Abstract

Information systems ontology is intended to facilitate interoperability among the many applications which are now becoming available on the Internet. In particular, it is intended to facilitate the development of intelligent agents which can automate a large part of the task of a user achieving some end employing multiple autonomous applications. A large number of ontologies exist supporting specific kinds of interoperation among selected, generally mutually aware, applications. The intent of the upper ontology movement is to develop an abstract description of what there is in the world, in an application-independent form, which can be used both to help build specific ontologies and to help in finding common ground among them. This paper argues that, for the purposes of information systems interoperation and the semantic web, application-independent upper ontologies are unlikely to be successful because of semantic heterogeneity.
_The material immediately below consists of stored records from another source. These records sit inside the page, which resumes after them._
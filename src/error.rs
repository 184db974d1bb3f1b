//! Configuration errors and the fatal-error handler contract.
//!
//! Configuration problems surface synchronously, at proxy-creation time.
//! Everything that goes wrong later happens on a consumer task, long after
//! the original call returned, and is therefore routed to the pipeline's
//! single fatal-error handler instead of any caller.

use crate::call::RingCall;
use std::any::Any;
use std::fmt;
use std::sync::Arc;
use thiserror::Error;

/// Rejections surfaced when attaching a proxy to a dispatch ring.
#[derive(Debug, Error, PartialEq, Eq)]
#[non_exhaustive]
pub enum BuildError {
    /// The ring has no fatal-error handler registered. An asynchronous
    /// pipeline with no error handler would silently swallow replay
    /// failures, so proxy creation refuses outright.
    #[error("dispatch ring has no fatal error handler registered")]
    MissingFatalErrorHandler,

    /// No implementations were supplied for the proxy to dispatch to.
    #[error("at least one implementation must be attached")]
    NoImplementations,
}

/// What the fatal-error handler receives when a replay panics.
///
/// The slot itself cannot escape the consumer, so the invocation is carried
/// as its method identifier plus a rendered form, alongside the sequence
/// and the captured panic payload.
pub struct ReplayFailure<C: RingCall> {
    /// Panic payload captured from the implementation.
    pub panic: Box<dyn Any + Send>,
    /// Sequence of the slot that was being replayed.
    pub sequence: i64,
    /// Identifier of the method that was being replayed, if the slot still
    /// carried one.
    pub method: Option<C::Method>,
    /// Debug rendering of the captured invocation.
    pub invocation: String,
}

impl<C: RingCall> ReplayFailure<C> {
    /// Best-effort text of the panic payload.
    pub fn message(&self) -> &str {
        if let Some(message) = self.panic.downcast_ref::<&'static str>() {
            message
        } else if let Some(message) = self.panic.downcast_ref::<String>() {
            message
        } else {
            "non-string panic payload"
        }
    }
}

impl<C: RingCall> fmt::Debug for ReplayFailure<C> {
    fn fmt(&self, f: &mut fmt::Formatter<'_>) -> fmt::Result {
        f.debug_struct("ReplayFailure")
            .field("sequence", &self.sequence)
            .field("method", &self.method)
            .field("invocation", &self.invocation)
            .field("message", &self.message())
            .finish()
    }
}

/// Shared handle to the registered fatal-error handler.
pub(crate) struct FatalHandler<C: RingCall>(Arc<dyn Fn(ReplayFailure<C>) + Send + Sync>);

impl<C: RingCall> Clone for FatalHandler<C> {
    fn clone(&self) -> Self {
        Self(Arc::clone(&self.0))
    }
}

impl<C: RingCall> FatalHandler<C> {
    pub(crate) fn new(handler: impl Fn(ReplayFailure<C>) + Send + Sync + 'static) -> Self {
        Self(Arc::new(handler))
    }

    /// Hands one failure to the handler. If the handler itself panics, the
    /// consumer task dies with it — that is the handler's way of halting
    /// the pipeline.
    pub(crate) fn handle(&self, failure: ReplayFailure<C>) {
        (self.0.as_ref())(failure);
    }
}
However, the paper argues for a distinction in upper ontologies between formal and material ontologies, based on analogies with concepts in Kant's synthetic a priori, and that formal ontologies whose focus is on how we see the world are more likely to be successfully developed in the absence of applications than are material ontologies, which attempt to catalog the world a priori. Categories and Descriptors: C.2.4 [Distributed Systems] Distributed Applications, Distributed Databases D.2.12 [Software Engineering] Interoperability---Data Mapping; H.3.5 [Information Storage and Retrieval] Online Information Services---Data Sharing and Web-based Services; H.2.1 [Database Management] Systems.